# How many of the mixed sweets do you get for 10N?

#### chijioke

##### Full Member
Equal quantity of sweets at two for 10 naira and six for 10 naira are mixed together. How many of the mixed sweets do you get for N10?

This is what I did,
$\text{ for the sweets sold for two for 10N, one cost}~ \frac{10}{2}=N5$$\text{ for the sweets sold for six for 10N, one cost}~ \frac{10}{6}=\frac{5}{3}$Am I doing it right? How should I go about it?

Equal quantity of sweets at two for 10 naira and six for 10 naira are mixed together. How many of the mixed sweets do you get for N10?

This is what I did,
$\text{ for the sweets sold for two for 10N, one cost}~ \frac{10}{2}=N5$$\text{ for the sweets sold for six for 10N, one cost}~ \frac{10}{6}=\frac{5}{3}$Am I doing it right? How should I go about it?
That's a valid start (though not how I did it). What do you plan to do next? What are your ideas?

You might, for example, now ask, how much will it cost for one of each? Then what is the unit cost of the mix?

My own method avoided fractions, by asking how much 6 of each cost, rather than one of each.

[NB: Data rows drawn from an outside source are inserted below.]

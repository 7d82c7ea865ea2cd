//! Persisted entities shared by the gate, the registry and the admin API.

use chrono::{DateTime, Utc};
use serde::{Deserialize, Deserializer, Serialize};
use uuid::Uuid;

/// A routable host and the backend it forwards to.
#[derive(Debug, Clone, PartialEq, Eq, Serialize, Deserialize)]
#[serde(rename_all = "camelCase")]
pub struct Service {
    pub id: String,
    /// Routing key, stored lower-case. Unique across services.
    pub host: String,
    /// Base URL of the backend (`http://host:port`).
    pub upstream: String,
    pub name: String,
    pub default_allow: bool,
    pub default_rate_limit_window_sec: Option<u32>,
    pub default_rate_limit_max: Option<u32>,
}

impl Service {
    /// A freshly discovered service: named after its host, open to everyone,
    /// no rate limit.
    pub fn discovered(host: &str, upstream: &str) -> Self {
        Self {
            id: Uuid::new_v4().to_string(),
            host: host.to_string(),
            upstream: upstream.to_string(),
            name: host.to_string(),
            default_allow: true,
            default_rate_limit_window_sec: None,
            default_rate_limit_max: None,
        }
    }
}

/// Per-user override of a service's defaults. `None` fields inherit.
#[derive(Debug, Clone, PartialEq, Eq, Serialize, Deserialize)]
#[serde(rename_all = "camelCase")]
pub struct UserServicePolicy {
    pub user_id: String,
    pub service_id: String,
    pub allow: Option<bool>,
    pub rate_limit_window_sec: Option<u32>,
    pub rate_limit_max: Option<u32>,
    pub updated_at: DateTime<Utc>,
}

#[derive(Debug, Clone, PartialEq, Eq, Serialize, Deserialize)]
#[serde(rename_all = "camelCase")]
pub struct User {
    pub id: String,
    pub email: String,
    pub name: String,
    /// Comma-separated role list, e.g. `"admin,user"`.
    pub role: Option<String>,
    #[serde(default)]
    pub banned: bool,
    pub created_at: DateTime<Utc>,
}

/// Why a request was stopped before (or while) reaching its upstream.
#[derive(Debug, Clone, Copy, PartialEq, Eq, Hash, Serialize, Deserialize)]
#[serde(rename_all = "SCREAMING_SNAKE_CASE")]
pub enum BlockedReason {
    MissingHost,
    NoService,
    NoSession,
    Deny,
    RateLimit,
    UpstreamError,
}

impl BlockedReason {
    pub fn as_str(&self) -> &'static str {
        match self {
            BlockedReason::MissingHost => "MISSING_HOST",
            BlockedReason::NoService => "NO_SERVICE",
            BlockedReason::NoSession => "NO_SESSION",
            BlockedReason::Deny => "DENY",
            BlockedReason::RateLimit => "RATE_LIMIT",
            BlockedReason::UpstreamError => "UPSTREAM_ERROR",
        }
    }
}

impl std::fmt::Display for BlockedReason {
    fn fmt(&self, f: &mut std::fmt::Formatter<'_>) -> std::fmt::Result {
        f.write_str(self.as_str())
    }
}

/// One audit record per gated request.
#[derive(Debug, Clone, PartialEq, Eq, Serialize, Deserialize)]
#[serde(rename_all = "camelCase")]
pub struct AccessLogEntry {
    pub id: String,
    pub created_at: DateTime<Utc>,
    pub host: String,
    pub path: String,
    pub method: String,
    pub status: u16,
    pub upstream: Option<String>,
    pub blocked_reason: Option<BlockedReason>,
    pub user_id: Option<String>,
    pub service_id: Option<String>,
    pub ip: Option<String>,
    pub user_agent: Option<String>,
}

/// Admin edit of a service's display name and defaults.
///
/// Absent fields are left alone; an explicit `null` clears a rate-limit default.
#[derive(Debug, Clone, Default, Deserialize)]
#[serde(rename_all = "camelCase")]
pub struct ServicePatch {
    pub name: Option<String>,
    pub default_allow: Option<bool>,
    #[serde(default, deserialize_with = "nullable")]
    pub default_rate_limit_window_sec: Option<Option<u32>>,
    #[serde(default, deserialize_with = "nullable")]
    pub default_rate_limit_max: Option<Option<u32>>,
}

/// Admin upsert of a per-user override. Same absent/null rules as [`ServicePatch`].
#[derive(Debug, Clone, Default, Deserialize)]
#[serde(rename_all = "camelCase")]
pub struct PolicyPatch {
    #[serde(default, deserialize_with = "nullable")]
    pub allow: Option<Option<bool>>,
    #[serde(default, deserialize_with = "nullable")]
    pub rate_limit_window_sec: Option<Option<u32>>,
    #[serde(default, deserialize_with = "nullable")]
    pub rate_limit_max: Option<Option<u32>>,
}

/// Distinguishes `"field": null` (Some(None)) from a missing field (None).
fn nullable<'de, D, T>(deserializer: D) -> Result<Option<Option<T>>, D::Error>
where
    D: Deserializer<'de>,
    T: Deserialize<'de>,
{
    Option::<T>::deserialize(deserializer).map(Some)
}

#[derive(Debug, Clone, Default)]
pub struct UserQuery {
    pub q: Option<String>,
    pub limit: usize,
    pub offset: usize,
}

#[derive(Debug, Clone, Default)]
pub struct LogQuery {
    pub user_id: Option<String>,
    pub service_id: Option<String>,
    pub host: Option<String>,
    pub from: Option<DateTime<Utc>>,
    pub to: Option<DateTime<Utc>>,
    pub limit: usize,
    pub offset: usize,
}

impl LogQuery {
    pub fn matches(&self, entry: &AccessLogEntry) -> bool {
        if let Some(user_id) = &self.user_id {
            if entry.user_id.as_ref() != Some(user_id) {
                return false;
            }
        }
        if let Some(service_id) = &self.service_id {
            if entry.service_id.as_ref() != Some(service_id) {
                return false;
            }
        }
        if let Some(host) = &self.host {
            if &entry.host != host {
                return false;
            }
        }
        if let Some(from) = self.from {
            if entry.created_at < from {
                return false;
            }
        }
        if let Some(to) = self.to {
            if entry.created_at > to {
                return false;
            }
        }
        true
    }
}

/// One page of a filtered listing plus the unpaged total.
#[derive(Debug, Clone, Serialize)]
pub struct Page<T> {
    pub items: Vec<T>,
    pub total: usize,
}
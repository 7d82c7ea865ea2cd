//! Admin API: services, users, per-user policies and access logs.
//!
//! Runs on its own listener behind a bearer API key. Every mutation is
//! counted in `audit_events_total` and logged.

pub mod auth;
pub mod error;
pub mod handlers;

use axum::{
    middleware,
    routing::{get, patch, post, put},
    Router,
};
use std::sync::Arc;
use tower_http::trace::TraceLayer;

use crate::routing::ServiceRegistry;
use crate::store::Store;

use self::auth::admin_auth_middleware;
pub use self::error::AdminError;
use self::handlers::*;

#[derive(Clone)]
pub struct AdminState {
    pub store: Arc<dyn Store>,
    pub registry: Arc<ServiceRegistry>,
    pub api_key: Arc<str>,
}

pub fn setup_admin_router(state: AdminState) -> Router {
    Router::new()
        .route("/admin/status", get(get_status))
        .route("/admin/services", get(list_services))
        .route("/admin/services/reconcile", post(reconcile_services))
        .route("/admin/services/{id}", patch(update_service))
        .route("/admin/users", get(list_users))
        .route("/admin/users/{id}/role", patch(set_user_role))
        .route("/admin/users/{id}/policies", get(user_policies))
        .route("/admin/users/{id}/policies/{service_id}", put(put_policy))
        .route("/admin/logs", get(list_logs))
        .layer(middleware::from_fn_with_state(state.clone(), admin_auth_middleware))
        .layer(TraceLayer::new_for_http())
        .with_state(state)
}
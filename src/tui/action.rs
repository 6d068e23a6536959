//! Actions returned by screen event handlers.

use crossterm::event::KeyEvent;

use crate::model::ConfirmedSnapshot;

use super::app::Screen;

/// An action that a screen handler returns to the [`App`](super::App).
///
/// The `App` interprets these to update global state and navigate between
/// screens.
#[derive(Debug, Clone, PartialEq)]
pub enum Action {
    /// No state change needed.
    None,
    /// Navigate to the given screen.
    Navigate(Screen),
    /// The form passed validation; replace the confirmed snapshot.
    OpenAccount(ConfirmedSnapshot),
    /// Quit the application.
    Quit,
}

/// Common behavior for all screen state types.
pub trait ScreenState {
    /// Process a key event and return an [`Action`] for the `App` to apply.
    fn handle_key(&mut self, key: KeyEvent) -> Action;
}
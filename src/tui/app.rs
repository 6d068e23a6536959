use crossterm::event::{self, Event, KeyCode, KeyEvent, KeyEventKind, KeyModifiers};
use ratatui::{Frame, Terminal};

use crate::model::{ConfirmedSnapshot, Limit};

use super::action::{Action, ScreenState};
use super::error::AppError;
use super::screens::{AccountFormState, HelpState, draw_account_form, draw_help};

/// All screens the app can navigate between.
#[derive(Debug, Clone, Copy, PartialEq, Eq, Hash)]
pub enum Screen {
    /// The account opening form.
    AccountForm,
    /// Show keybinding help.
    Help,
}

impl Screen {
    /// Human-readable screen name.
    pub fn label(self) -> &'static str {
        match self {
            Self::AccountForm => "Abertura de Conta",
            Self::Help => "Ajuda",
        }
    }
}

/// Top-level application state.
pub struct App {
    screen: Screen,
    account_form: AccountFormState,
    help: HelpState,
    confirmed: Option<ConfirmedSnapshot>,
    should_quit: bool,
}

impl App {
    /// Creates a new `App` on the [`Screen::AccountForm`] screen with the
    /// limit slider at `initial_limit`.
    pub fn new(initial_limit: Limit) -> Self {
        tracing::info!(limit = initial_limit.value(), "starting account form");
        Self {
            screen: Screen::AccountForm,
            account_form: AccountFormState::new(initial_limit),
            help: HelpState::new(),
            confirmed: None,
            should_quit: false,
        }
    }

    /// Main event loop: draw → read event → dispatch → check quit.
    #[cfg_attr(coverage_nightly, coverage(off))]
    #[mutants::skip]
    pub fn run<B: ratatui::backend::Backend>(
        &mut self,
        terminal: &mut Terminal<B>,
    ) -> Result<(), AppError> {
        while !self.should_quit {
            terminal.draw(|frame| self.draw(frame))?;
            if let Event::Key(key) = event::read()? {
                self.handle_key(key);
            }
        }
        Ok(())
    }

    /// Renders the current screen.
    #[cfg_attr(coverage_nightly, coverage(off))]
    #[mutants::skip]
    pub fn draw(&self, frame: &mut Frame) {
        let area = frame.area();
        match self.screen {
            Screen::AccountForm => {
                draw_account_form(&self.account_form, self.confirmed.as_ref(), frame, area)
            }
            Screen::Help => draw_help(&self.help, frame, area),
        }
    }

    /// Handles a key event: global keys first, then the current screen.
    pub fn handle_key(&mut self, key: KeyEvent) {
        if key.kind != KeyEventKind::Press {
            return;
        }

        if key.modifiers.contains(KeyModifiers::CONTROL) && key.code == KeyCode::Char('c') {
            self.should_quit = true;
            return;
        }

        if key.code == KeyCode::F(1) {
            if self.screen != Screen::Help {
                self.apply(Action::Navigate(Screen::Help));
            }
            return;
        }

        let action = match self.screen {
            Screen::AccountForm => self.account_form.handle_key(key),
            Screen::Help => self.help.handle_key(key),
        };
        self.apply(action);
    }

    fn apply(&mut self, action: Action) {
        match action {
            Action::None => {}
            Action::Navigate(Screen::Help) => {
                tracing::debug!(origin = self.screen.label(), "opening help");
                self.help.set_origin(self.screen);
                self.help.reset();
                self.screen = Screen::Help;
            }
            Action::Navigate(screen) => self.screen = screen,
            Action::OpenAccount(snapshot) => {
                tracing::info!(
                    name = snapshot.name(),
                    age = snapshot.age(),
                    sex = snapshot.sex().label(),
                    limit = snapshot.limit().value(),
                    student = snapshot.is_student(),
                    "account opened"
                );
                self.confirmed = Some(snapshot);
            }
            Action::Quit => self.should_quit = true,
        }
    }

    /// Returns the current screen.
    pub fn screen(&self) -> Screen {
        self.screen
    }

    /// Returns `true` if the app should quit.
    pub fn should_quit(&self) -> bool {
        self.should_quit
    }

    /// Returns the form screen state.
    pub fn account_form(&self) -> &AccountFormState {
        &self.account_form
    }

    /// Returns the last confirmed submission, if any.
    pub fn confirmed(&self) -> Option<&ConfirmedSnapshot> {
        self.confirmed.as_ref()
    }
}
//! TUI screen implementations.

pub mod account_form;
pub mod help;

pub use account_form::{AccountFormState, Control, draw_account_form};
pub use help::{HelpState, draw_help};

My own method avoided fractions, by asking how much 6 of each cost, rather than one of each
suppose I decide to borrow your method, six of the sweet sold for two 10N cost
$\frac{10}{2} \times 6 = N 30$We have already being told that the second type of sweet is sold for six at N10.
So total cost of sweets sold for six at N10 = N10 + N30 = N40
I am getting right? If I am getting right, what else do I do?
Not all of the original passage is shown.